Rep. Hayes tests negative for virus, 3 weeks after diagnosis
WATERBURY, Conn. (AP) — U.S. Rep. Jahana Hayes said a test Saturday showed no signs of the coronavirus in her body, nearly three weeks after she was diagnosed with COVID-19.
The Democrat, who represents Connecticut’s 5th District, has been documenting her battle against the disease on social media since revealing her positive test results on Sept. 20.
“Tossed and turned most of the night,” she posted on Sept. 21. “Breathing is so labored.”
Hayes said a follow-up COVID-19 test on Saturday came back negative. She said she also received a flu shot and made an appointment with the American Red Cross to donate plasma.
“We can all do our part to keep our community safe,” she tweeted Saturday in a post followed by three mask-wearing emojis and the hashtag ”#HealthyATHome.”

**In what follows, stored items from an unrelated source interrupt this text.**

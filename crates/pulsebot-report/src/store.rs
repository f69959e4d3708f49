//! Local artifact persistence.
//!
//! A failed write degrades to "report generated but not saved"; it never
//! blocks chat delivery.

use std::fs;
use std::io;
use std::path::{Path, PathBuf};

use tracing::info;

/// Write a report under `<dir>/<category>/<date>.md`, creating the
/// directories as needed. Returns the written path.
pub fn write_artifact(
    dir: &Path,
    category: &str,
    date: &str,
    content: &str,
) -> io::Result<PathBuf> {
    let target_dir = dir.join(category);
    fs::create_dir_all(&target_dir)?;

    let path = target_dir.join(format!("{date}.md"));
    fs::write(&path, content)?;
    info!(path = %path.display(), "report saved");
    Ok(path)
}

#[cfg(test)]
mod tests {
    use super::*;

    #[test]
    fn test_write_artifact_creates_dirs() {
        let tmp = std::env::temp_dir().join(format!("pulsebot-store-{}", std::process::id()));
        let path = write_artifact(&tmp, "MarketMonitor", "2026-02-03", "# report").unwrap();
        assert!(path.ends_with("MarketMonitor/2026-02-03.md"));
        assert_eq!(fs::read_to_string(&path).unwrap(), "# report");
        fs::remove_dir_all(&tmp).unwrap();
    }

    #[test]
    fn test_write_artifact_overwrites() {
        let tmp = std::env::temp_dir().join(format!("pulsebot-store2-{}", std::process::id()));
        write_artifact(&tmp, "Momentum50", "2026-02-03", "v1").unwrap();
        let path = write_artifact(&tmp, "Momentum50", "2026-02-03", "v2").unwrap();
        assert_eq!(fs::read_to_string(&path).unwrap(), "v2");
        fs::remove_dir_all(&tmp).unwrap();
    }
}
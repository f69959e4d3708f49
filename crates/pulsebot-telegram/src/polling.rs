//! Telegram long-polling loop.

use std::time::Duration;

use tokio::sync::mpsc;
use tokio_util::sync::CancellationToken;
use tracing::{debug, info, warn};

use pulsebot_types::InboundMessage;

use crate::api::TelegramApi;
use crate::types::GetUpdatesParams;

/// Run the long-polling loop, converting Telegram updates to
/// [`InboundMessage`].
///
/// Exits when `cancel` is cancelled or the `sender` is closed.
pub async fn run_polling_loop(
    api: &TelegramApi,
    sender: mpsc::Sender<InboundMessage>,
    cancel: CancellationToken,
) {
    let mut offset: Option<i64> = None;
    let mut backoff = Duration::from_secs(1);
    let max_backoff = Duration::from_secs(30);

    info!("telegram polling loop started");

    loop {
        if cancel.is_cancelled() {
            break;
        }

        let params = GetUpdatesParams {
            offset,
            timeout: Some(30),
            allowed_updates: Some(vec!["message".into()]),
        };

        let updates = tokio::select! {
            _ = cancel.cancelled() => break,
            result = api.get_updates(&params) => result,
        };

        match updates {
            Ok(updates) => {
                backoff = Duration::from_secs(1);

                for update in updates {
                    offset = Some(update.update_id + 1);

                    let Some(msg) = update.message else {
                        continue;
                    };
                    let Some(text) = msg.text else {
                        continue;
                    };

                    let sender_id = msg.from.as_ref().map(|u| u.id).unwrap_or(msg.chat.id);
                    let sender_name = msg.from.as_ref().map(|u| u.display_name());

                    let inbound = InboundMessage {
                        chat_id: msg.chat.id,
                        sender_id,
                        sender_name,
                        text,
                        timestamp: msg.date * 1000,
                    };

                    debug!(update_id = update.update_id, "forwarding telegram message");

                    if sender.send(inbound).await.is_err() {
                        info!("inbound channel closed, stopping polling");
                        return;
                    }
                }
            }
            Err(e) => {
                warn!(backoff_secs = backoff.as_secs(), "getUpdates error: {e}");

                tokio::select! {
                    _ = cancel.cancelled() => break,
                    _ = tokio::time::sleep(backoff) => {}
                }

                backoff = (backoff * 2).min(max_backoff);
            }
        }
    }

    info!("telegram polling loop stopped");
}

In other coronavirus related news:
The University of Connecticut reported Saturday that it has just eight students isolated on campus who have tested positive for the new coronavirus and are showing symptoms.
That’s the lowest figure since Aug. 19, which was just six days into the school’s widespread testing program.
The highest number of students in isolation was 71 on Sept. 5, followed by 69 on Sept. 26.
The school has had a total of 203 positive tests among students this semester.
Sacred Heart University and the University of Saint Joseph are the latest in Connecticut to use the rapid saliva-based coronavirus test developed at Yale.
The schools hope adding the testing method to tests already being conducted will help them identify cases earlier and prevent large outbreaks on campus. Both schools also are using the nasal swab form of testing.
“Over the last few weeks as we saw upticks of positive cases on other campuses we decided to increase the percentage of students tested each week and we also wanted more rapid results,” University of Saint Joseph President Rhona Free said in a statement. “SalivaDirect was able to complete the new level of testing that we needed with quick results.”
Sacred Heart spokesperson Deb Noack said the 900 saliva tests they plan to due each week will augment the 1,300 nasal swab tests that had already been conducted.